* TASK DETAILS
Please repeat the lines below exactly. Begin with the line containing "prop_assert_eq!(receipt.fee, 0);" and go on through the line containing "where every transfer".

* MATERIAL PROVIDED
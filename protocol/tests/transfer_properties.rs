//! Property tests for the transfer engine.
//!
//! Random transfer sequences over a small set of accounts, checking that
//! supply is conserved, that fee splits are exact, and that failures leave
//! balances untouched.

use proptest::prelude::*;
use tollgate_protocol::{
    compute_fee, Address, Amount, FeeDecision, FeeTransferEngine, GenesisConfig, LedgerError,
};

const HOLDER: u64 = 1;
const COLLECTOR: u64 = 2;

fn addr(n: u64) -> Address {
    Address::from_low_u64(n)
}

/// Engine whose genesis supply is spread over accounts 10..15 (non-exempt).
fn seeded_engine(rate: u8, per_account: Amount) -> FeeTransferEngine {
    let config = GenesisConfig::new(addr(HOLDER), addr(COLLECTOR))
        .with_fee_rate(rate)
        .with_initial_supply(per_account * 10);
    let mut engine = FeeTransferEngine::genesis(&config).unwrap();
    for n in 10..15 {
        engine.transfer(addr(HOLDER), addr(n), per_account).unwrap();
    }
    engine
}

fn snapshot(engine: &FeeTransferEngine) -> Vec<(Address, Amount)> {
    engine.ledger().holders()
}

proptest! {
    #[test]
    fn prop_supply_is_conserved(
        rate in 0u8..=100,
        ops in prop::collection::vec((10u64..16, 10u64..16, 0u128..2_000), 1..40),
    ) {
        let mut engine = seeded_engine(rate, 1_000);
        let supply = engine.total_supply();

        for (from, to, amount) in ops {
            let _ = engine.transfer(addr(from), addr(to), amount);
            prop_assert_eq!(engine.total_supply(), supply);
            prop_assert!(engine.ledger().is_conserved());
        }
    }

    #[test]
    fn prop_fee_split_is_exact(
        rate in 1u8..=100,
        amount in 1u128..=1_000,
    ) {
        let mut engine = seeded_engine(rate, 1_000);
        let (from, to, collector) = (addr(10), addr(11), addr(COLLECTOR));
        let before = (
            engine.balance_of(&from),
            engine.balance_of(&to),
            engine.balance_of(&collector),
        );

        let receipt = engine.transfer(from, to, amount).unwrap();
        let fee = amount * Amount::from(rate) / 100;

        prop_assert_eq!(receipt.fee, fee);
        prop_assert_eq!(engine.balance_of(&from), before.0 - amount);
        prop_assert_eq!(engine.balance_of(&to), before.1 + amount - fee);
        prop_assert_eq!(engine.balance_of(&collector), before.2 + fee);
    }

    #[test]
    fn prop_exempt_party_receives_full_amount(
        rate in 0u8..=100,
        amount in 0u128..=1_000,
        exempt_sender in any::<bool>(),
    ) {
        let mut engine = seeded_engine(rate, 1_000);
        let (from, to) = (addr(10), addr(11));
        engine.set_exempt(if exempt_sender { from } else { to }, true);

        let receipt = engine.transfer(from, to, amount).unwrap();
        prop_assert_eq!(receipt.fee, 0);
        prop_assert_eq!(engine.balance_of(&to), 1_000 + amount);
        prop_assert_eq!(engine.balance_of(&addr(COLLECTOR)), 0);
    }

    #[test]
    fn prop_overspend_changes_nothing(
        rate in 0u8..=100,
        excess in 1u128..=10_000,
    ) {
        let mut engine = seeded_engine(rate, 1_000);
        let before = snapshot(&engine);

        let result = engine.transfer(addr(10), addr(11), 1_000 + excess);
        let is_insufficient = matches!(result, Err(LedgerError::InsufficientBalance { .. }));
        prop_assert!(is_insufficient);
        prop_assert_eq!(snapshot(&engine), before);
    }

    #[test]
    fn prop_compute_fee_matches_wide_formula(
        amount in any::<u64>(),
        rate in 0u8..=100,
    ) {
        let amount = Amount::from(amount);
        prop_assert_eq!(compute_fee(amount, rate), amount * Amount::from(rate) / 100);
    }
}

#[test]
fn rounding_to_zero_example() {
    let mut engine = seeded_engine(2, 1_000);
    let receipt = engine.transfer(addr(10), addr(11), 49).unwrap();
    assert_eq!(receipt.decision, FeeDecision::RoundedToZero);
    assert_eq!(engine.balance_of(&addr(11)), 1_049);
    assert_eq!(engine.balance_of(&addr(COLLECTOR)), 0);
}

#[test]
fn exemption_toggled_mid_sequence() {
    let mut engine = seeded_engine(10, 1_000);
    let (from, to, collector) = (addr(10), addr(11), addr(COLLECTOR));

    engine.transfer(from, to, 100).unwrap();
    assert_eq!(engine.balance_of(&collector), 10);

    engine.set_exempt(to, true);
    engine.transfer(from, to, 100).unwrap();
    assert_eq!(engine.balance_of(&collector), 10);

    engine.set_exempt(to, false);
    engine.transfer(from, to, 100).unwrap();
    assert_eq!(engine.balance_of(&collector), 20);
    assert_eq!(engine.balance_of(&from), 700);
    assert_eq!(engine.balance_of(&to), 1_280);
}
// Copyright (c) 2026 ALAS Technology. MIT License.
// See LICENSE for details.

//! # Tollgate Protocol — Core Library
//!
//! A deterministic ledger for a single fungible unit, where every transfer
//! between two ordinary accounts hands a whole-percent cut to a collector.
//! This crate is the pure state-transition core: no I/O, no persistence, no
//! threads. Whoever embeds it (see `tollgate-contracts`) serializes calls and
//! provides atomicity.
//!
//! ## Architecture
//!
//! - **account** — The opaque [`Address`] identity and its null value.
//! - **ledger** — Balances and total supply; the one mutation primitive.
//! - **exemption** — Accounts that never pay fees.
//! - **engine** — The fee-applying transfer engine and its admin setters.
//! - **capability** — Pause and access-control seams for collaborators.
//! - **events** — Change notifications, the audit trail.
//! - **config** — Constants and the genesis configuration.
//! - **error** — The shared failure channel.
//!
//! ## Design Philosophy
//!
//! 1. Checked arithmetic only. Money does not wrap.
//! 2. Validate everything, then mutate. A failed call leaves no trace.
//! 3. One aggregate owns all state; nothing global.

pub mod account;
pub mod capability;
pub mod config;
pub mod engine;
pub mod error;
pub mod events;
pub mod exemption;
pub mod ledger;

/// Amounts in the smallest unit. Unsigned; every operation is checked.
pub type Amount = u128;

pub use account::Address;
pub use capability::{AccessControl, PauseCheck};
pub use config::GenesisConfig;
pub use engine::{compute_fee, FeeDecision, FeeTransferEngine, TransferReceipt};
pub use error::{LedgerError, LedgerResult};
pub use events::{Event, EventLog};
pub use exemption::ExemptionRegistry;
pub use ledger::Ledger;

* REPLY
        prop_assert_eq!(receipt.fee, 0);
        prop_assert_eq!(engine.balance_of(&to), 1_000 + amount);
        prop_assert_eq!(engine.balance_of(&addr(COLLECTOR)), 0);
    }

    #[test]
    fn prop_overspend_changes_nothing(
        rate in 0u8..=100,
        excess in 1u128..=10_000,
    ) {
        let mut engine = seeded_engine(rate, 1_000);
        let before = snapshot(&engine);

        let result = engine.transfer(addr(10), addr(11), 1_000 + excess);
        let is_insufficient = matches!(result, Err(LedgerError::InsufficientBalance { .. }));
        prop_assert!(is_insufficient);
        prop_assert_eq!(snapshot(&engine), before);
    }

    #[test]
    fn prop_compute_fee_matches_wide_formula(
        amount in any::<u64>(),
        rate in 0u8..=100,
    ) {
        let amount = Amount::from(amount);
        prop_assert_eq!(compute_fee(amount, rate), amount * Amount::from(rate) / 100);
    }
}

#[test]
fn rounding_to_zero_example() {
    let mut engine = seeded_engine(2, 1_000);
    let receipt = engine.transfer(addr(10), addr(11), 49).unwrap();
    assert_eq!(receipt.decision, FeeDecision::RoundedToZero);
    assert_eq!(engine.balance_of(&addr(11)), 1_049);
    assert_eq!(engine.balance_of(&addr(COLLECTOR)), 0);
}

#[test]
fn exemption_toggled_mid_sequence() {
    let mut engine = seeded_engine(10, 1_000);
    let (from, to, collector) = (addr(10), addr(11), addr(COLLECTOR));

    engine.transfer(from, to, 100).unwrap();
    assert_eq!(engine.balance_of(&collector), 10);

    engine.set_exempt(to, true);
    engine.transfer(from, to, 100).unwrap();
    assert_eq!(engine.balance_of(&collector), 10);

    engine.set_exempt(to, false);
    engine.transfer(from, to, 100).unwrap();
    assert_eq!(engine.balance_of(&collector), 20);
    assert_eq!(engine.balance_of(&from), 700);
    assert_eq!(engine.balance_of(&to), 1_280);
}
// Copyright (c) 2026 ALAS Technology. MIT License.
// See LICENSE for details.

//! # Tollgate Protocol — Core Library
//!
//! A deterministic ledger for a single fungible unit, where every transfer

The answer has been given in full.